Possible regulation of macromolecular biosynthesis in mammalian cells by a novel dinucleoside polyphosphate (HS3) produced during step-down growth conditions.

Abstract

AbstractShortly after the withdrawal of L‐glutamine from the growth medium of Chinese hamster ovary (CHO) cells, the rate of synthesis of a bizarre dinucleoside polyphosphate, HS3, increased by 5‐ to 6‐fold. This elevated rate of synthesis was maintained for six hours before it gradually declined to basal level 22 hours later. The pool size of HS3 increased and decreased coincidentally with rate changes. Withdrawal of L‐isoleucine did not affect HS3 biosynthesis. A glycine, adenosine, thymidine (GAT−) auxotroph of CHO cells accumulated HS3 when adenosine, not glutamine, was withdrawn. Replenishment of either glutamine (“wild type” cells) or adenosine (GAT− cells) caused an immediate depletion of HS3 intracellularly.When HS3 accumulated in CHO cells, DNA and RNA synthesis decreased and, vice versa.
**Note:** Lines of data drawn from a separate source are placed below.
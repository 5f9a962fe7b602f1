/// A malformed configuration value.
#[derive(Debug, thiserror::Error, PartialEq, Eq)]
#[error("{var} must be a valid {expected} (got '{value}')")]
pub struct ConfigError {
    pub var: &'static str,
    pub expected: &'static str,
    pub value: String,
}

/// Server configuration loaded from environment variables.
///
/// All fields have sensible defaults suitable for local development.
/// In production, override via environment variables.
#[derive(Debug, Clone)]
pub struct ServerConfig {
    /// Bind address (default: `0.0.0.0`).
    pub host: String,
    /// Bind port (default: `5555`).
    pub port: u16,
    /// Allowed CORS origins, parsed from comma-separated `CORS_ORIGINS` env var.
    pub cors_origins: Vec<String>,
    /// HTTP request timeout in seconds (default: `30`).
    pub request_timeout_secs: u64,
    /// SQLite connection URL (default: `sqlite://gigboard.db`).
    pub database_url: String,
    /// Upper bound on pooled connections (default: `5`).
    pub db_max_connections: u32,
    /// Insert demo records at startup when the store is empty (default: `false`).
    pub seed_demo_data: bool,
}

impl ServerConfig {
    /// Load configuration from environment variables with defaults.
    ///
    /// | Env Var                | Default                    |
    /// |------------------------|----------------------------|
    /// | `HOST`                 | `0.0.0.0`                  |
    /// | `PORT`                 | `5555`                     |
    /// | `CORS_ORIGINS`         | `http://localhost:5173`    |
    /// | `REQUEST_TIMEOUT_SECS` | `30`                       |
    /// | `DATABASE_URL`         | `sqlite://gigboard.db`     |
    /// | `DB_MAX_CONNECTIONS`   | `5`                        |
    /// | `SEED_DEMO_DATA`       | `false`                    |
    pub fn from_env() -> Result<Self, ConfigError> {
        Self::from_lookup(|var| std::env::var(var).ok())
    }

    /// Build the configuration from an arbitrary variable source.
    pub fn from_lookup<F>(lookup: F) -> Result<Self, ConfigError>
    where
        F: Fn(&str) -> Option<String>,
    {
        let get = |var: &str, default: &str| lookup(var).unwrap_or_else(|| default.to_string());

        let host = get("HOST", "0.0.0.0");
        let port = parse_number("PORT", get("PORT", "5555"))?;

        let cors_origins: Vec<String> = get("CORS_ORIGINS", "http://localhost:5173")
            .split(',')
            .map(|s| s.trim().to_string())
            .filter(|s| !s.is_empty())
            .collect();

        let request_timeout_secs =
            parse_number("REQUEST_TIMEOUT_SECS", get("REQUEST_TIMEOUT_SECS", "30"))?;
        let database_url = get("DATABASE_URL", "sqlite://gigboard.db");
        let db_max_connections =
            parse_number("DB_MAX_CONNECTIONS", get("DB_MAX_CONNECTIONS", "5"))?;
        let seed_demo_data = parse_flag("SEED_DEMO_DATA", get("SEED_DEMO_DATA", "false"))?;

        Ok(Self {
            host,
            port,
            cors_origins,
            request_timeout_secs,
            database_url,
            db_max_connections,
            seed_demo_data,
        })
    }
}

fn parse_number<T: std::str::FromStr>(var: &'static str, value: String) -> Result<T, ConfigError> {
    value.trim().parse().map_err(|_| ConfigError {
        var,
        expected: std::any::type_name::<T>(),
        value,
    })
}

fn parse_flag(var: &'static str, value: String) -> Result<bool, ConfigError> {
    match value.trim().to_ascii_lowercase().as_str() {
        "1" | "true" | "yes" | "on" => Ok(true),
        "" | "0" | "false" | "no" | "off" => Ok(false),
        _ => Err(ConfigError {
            var,
            expected: "boolean",
            value,
        }),
    }
}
A similar correlation was not seen for protein synthesis. But, inhibition of protein synthesis by either puromycin or cycloheximide, and of RNA biosynthesis by actinomycin D facilitated HS3 depletion in L‐glutamine starved cells.Mutant CHO cells that are deficient in purine salvage metabolism, HGPRT− (hypoxanthine‐guanine phosphoribosyltransferase) failed to deplete their accumulated HS3 when fed with hypoxanthine, whereas the “wild type” CHO cells responded accordingly. The available data suggest that HS3 metabolism is connected with de novo and salvage pathways of nucleotide biosynthesis, and may play a crucial role in regulating nucleic acid metabolism in CHO cells under conditions of nutritional stress.